Aim of the task. Go over the records and copy every line with the string "RoutablePayload".

------ Source data

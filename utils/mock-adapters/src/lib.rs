/********************************************************************************
 * Copyright (c) 2026 Contributors to the Eclipse Foundation
 *
 * See the NOTICE file(s) distributed with this work for additional
 * information regarding copyright ownership.
 *
 * This program and the accompanying materials are made available under the
 * terms of the Apache License Version 2.0 which is available at
 * https://www.apache.org/licenses/LICENSE-2.0
 *
 * SPDX-License-Identifier: Apache-2.0
 ********************************************************************************/

//! In-memory adapters, codec fixtures, and a capturing reporter used by the
//! `lora-router` integration tests.
//!
//! The broker network is scriptable: tests declare which brokers claim which
//! devices, which brokers fail targeted forwards, and whether calls hang, and
//! every adapter call is counted so tests can assert exactly how the engine
//! drove the boundary.

use async_trait::async_trait;
use dashmap::{DashMap, DashSet};
use lora_router::{
    BrokerAdapter, BrokerAddress, DeviceAddress, DownlinkRouter, ErrorClass, ErrorReporter,
    ForwardReport, GatewayAdapter, GatewayAddress, ListenOptions, RoutablePayload, RouterError,
    RouterErrorKind, UplinkPacket, UplinkRouter,
};
use std::collections::HashSet;
use std::sync::atomic::{AtomicBool, AtomicUsize, Ordering};
use std::sync::{Arc, Mutex};

/// One-time tracing initialization for tests and examples.
pub fn init_tracing() {
    let _ = tracing_subscriber::fmt()
        .with_env_filter(tracing_subscriber::EnvFilter::from_default_env())
        .with_test_writer()
        .try_init();
}

/// Payload fixture with scripted addressing accessors.
pub struct StaticPayload {
    device: Option<DeviceAddress>,
    gateway: Option<GatewayAddress>,
}

impl StaticPayload {
    pub fn for_device(device: DeviceAddress) -> Arc<Self> {
        Arc::new(Self {
            device: Some(device),
            gateway: None,
        })
    }

    pub fn for_gateway(gateway: GatewayAddress) -> Arc<Self> {
        Arc::new(Self {
            device: None,
            gateway: Some(gateway),
        })
    }

    /// A payload that resolves to no gateway, for downlink failure paths.
    pub fn unaddressed() -> Arc<Self> {
        Arc::new(Self {
            device: None,
            gateway: None,
        })
    }
}

impl RoutablePayload for StaticPayload {
    fn device_address(&self) -> Option<DeviceAddress> {
        self.device
    }

    fn gateway_address(&self) -> Option<GatewayAddress> {
        self.gateway.clone()
    }
}

/// Uplink frame fixture.
pub struct StaticPacket {
    payload: Option<Arc<StaticPayload>>,
}

impl StaticPacket {
    /// A well-formed frame for `device`.
    pub fn for_device(device: DeviceAddress) -> Arc<Self> {
        Arc::new(Self {
            payload: Some(StaticPayload::for_device(device)),
        })
    }

    /// A frame whose payload accessor fails (malformed frame).
    pub fn malformed() -> Arc<Self> {
        Arc::new(Self { payload: None })
    }

    /// A well-formed frame whose payload yields no device address.
    pub fn without_device() -> Arc<Self> {
        Arc::new(Self {
            payload: Some(StaticPayload::unaddressed()),
        })
    }
}

impl UplinkPacket for StaticPacket {
    fn payload(&self) -> Option<Arc<dyn RoutablePayload>> {
        self.payload
            .as_ref()
            .map(|payload| Arc::clone(payload) as Arc<dyn RoutablePayload>)
    }
}

/// Gateway adapter that records every ack and can be scripted to fail or
/// hang.
#[derive(Default)]
pub struct RecordingGatewayAdapter {
    listening: AtomicBool,
    fail_acks: AtomicBool,
    hang_acks: AtomicBool,
    ack_count: AtomicUsize,
    acked: Mutex<Vec<GatewayAddress>>,
}

impl RecordingGatewayAdapter {
    pub fn new() -> Self {
        Self::default()
    }

    pub fn fail_acks(&self) {
        self.fail_acks.store(true, Ordering::Relaxed);
    }

    pub fn hang_acks(&self) {
        self.hang_acks.store(true, Ordering::Relaxed);
    }

    pub fn is_listening(&self) -> bool {
        self.listening.load(Ordering::Relaxed)
    }

    pub fn ack_count(&self) -> usize {
        self.ack_count.load(Ordering::Relaxed)
    }

    pub fn acked_gateways(&self) -> Vec<GatewayAddress> {
        self.acked.lock().expect("ack record mutex").clone()
    }
}

#[async_trait]
impl GatewayAdapter for RecordingGatewayAdapter {
    async fn listen(
        &self,
        _router: Arc<dyn UplinkRouter>,
        options: ListenOptions,
    ) -> Result<(), RouterError> {
        options.validate()?;
        self.listening.store(true, Ordering::Relaxed);
        Ok(())
    }

    async fn ack(
        &self,
        _payload: Arc<dyn RoutablePayload>,
        gateway: &GatewayAddress,
    ) -> Result<(), RouterError> {
        if self.hang_acks.load(Ordering::Relaxed) {
            futures::future::pending::<()>().await;
        }
        self.ack_count.fetch_add(1, Ordering::Relaxed);
        if self.fail_acks.load(Ordering::Relaxed) {
            return Err(RouterError::BadGatewayAddress(Some(gateway.clone())));
        }
        self.acked
            .lock()
            .expect("ack record mutex")
            .push(gateway.clone());
        Ok(())
    }
}

/// Scriptable in-memory broker population.
#[derive(Default)]
pub struct MockBrokerNetwork {
    listening: AtomicBool,
    owners: DashMap<DeviceAddress, HashSet<BrokerAddress>>,
    failing: DashSet<BrokerAddress>,
    hang_forwards: AtomicBool,
    hang_broadcasts: AtomicBool,
    broadcast_count: AtomicUsize,
    forward_count: AtomicUsize,
    forwarded_targets: Mutex<Vec<HashSet<BrokerAddress>>>,
}

impl MockBrokerNetwork {
    pub fn new() -> Self {
        Self::default()
    }

    /// Declares that `broker` claims ownership of `device` on broadcast.
    pub fn claim_device(&self, device: DeviceAddress, broker: &str) {
        self.owners
            .entry(device)
            .or_default()
            .insert(BrokerAddress::new(broker));
    }

    /// Makes targeted forwards to `broker` fail from now on.
    pub fn fail_forwards_to(&self, broker: &str) {
        self.failing.insert(BrokerAddress::new(broker));
    }

    pub fn hang_forwards(&self) {
        self.hang_forwards.store(true, Ordering::Relaxed);
    }

    pub fn hang_broadcasts(&self) {
        self.hang_broadcasts.store(true, Ordering::Relaxed);
    }

    pub fn is_listening(&self) -> bool {
        self.listening.load(Ordering::Relaxed)
    }

    pub fn broadcast_count(&self) -> usize {
        self.broadcast_count.load(Ordering::Relaxed)
    }

    pub fn forward_count(&self) -> usize {
        self.forward_count.load(Ordering::Relaxed)
    }

    /// Broker sets targeted by each forward, in call order.
    pub fn forwarded_targets(&self) -> Vec<HashSet<BrokerAddress>> {
        self.forwarded_targets
            .lock()
            .expect("forward record mutex")
            .clone()
    }
}

#[async_trait]
impl BrokerAdapter for MockBrokerNetwork {
    async fn listen(
        &self,
        _router: Arc<dyn DownlinkRouter>,
        options: ListenOptions,
    ) -> Result<(), RouterError> {
        options.validate()?;
        self.listening.store(true, Ordering::Relaxed);
        Ok(())
    }

    async fn broadcast(
        &self,
        payload: Arc<dyn RoutablePayload>,
    ) -> Result<HashSet<BrokerAddress>, RouterError> {
        if self.hang_broadcasts.load(Ordering::Relaxed) {
            futures::future::pending::<()>().await;
        }
        self.broadcast_count.fetch_add(1, Ordering::Relaxed);
        let accepting = payload
            .device_address()
            .and_then(|device| self.owners.get(&device).map(|owners| owners.clone()))
            .unwrap_or_default();
        Ok(accepting)
    }

    async fn forward(
        &self,
        _payload: Arc<dyn RoutablePayload>,
        brokers: &HashSet<BrokerAddress>,
    ) -> Result<ForwardReport, RouterError> {
        if self.hang_forwards.load(Ordering::Relaxed) {
            futures::future::pending::<()>().await;
        }
        self.forward_count.fetch_add(1, Ordering::Relaxed);
        self.forwarded_targets
            .lock()
            .expect("forward record mutex")
            .push(brokers.clone());

        let mut report = ForwardReport::new();
        for broker in brokers {
            if self.failing.contains(broker) {
                report.record_failed(broker.clone());
            } else {
                report.record_delivered(broker.clone());
            }
        }
        Ok(report)
    }
}

/// Reporter capturing every classified error for assertions.
#[derive(Default)]
pub struct CapturingReporter {
    seen: Mutex<Vec<(ErrorClass, RouterErrorKind)>>,
}

impl CapturingReporter {
    pub fn new() -> Self {
        Self::default()
    }

    pub fn kinds(&self) -> Vec<RouterErrorKind> {
        self.seen
            .lock()
            .expect("reporter mutex")
            .iter()
            .map(|(_, kind)| *kind)
            .collect()
    }

    pub fn classified(&self) -> Vec<(ErrorClass, RouterErrorKind)> {
        self.seen.lock().expect("reporter mutex").clone()
    }
}

impl ErrorReporter for CapturingReporter {
    fn report(&self, class: ErrorClass, error: &RouterError) {
        self.seen
            .lock()
            .expect("reporter mutex")
            .push((class, error.kind()));
    }
}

------------

Answer space.
    ForwardReport, GatewayAdapter, GatewayAddress, ListenOptions, RoutablePayload, RouterError,
impl RoutablePayload for StaticPayload {
    fn payload(&self) -> Option<Arc<dyn RoutablePayload>> {
            .map(|payload| Arc::clone(payload) as Arc<dyn RoutablePayload>)
        _payload: Arc<dyn RoutablePayload>,
        payload: Arc<dyn RoutablePayload>,
        _payload: Arc<dyn RoutablePayload>,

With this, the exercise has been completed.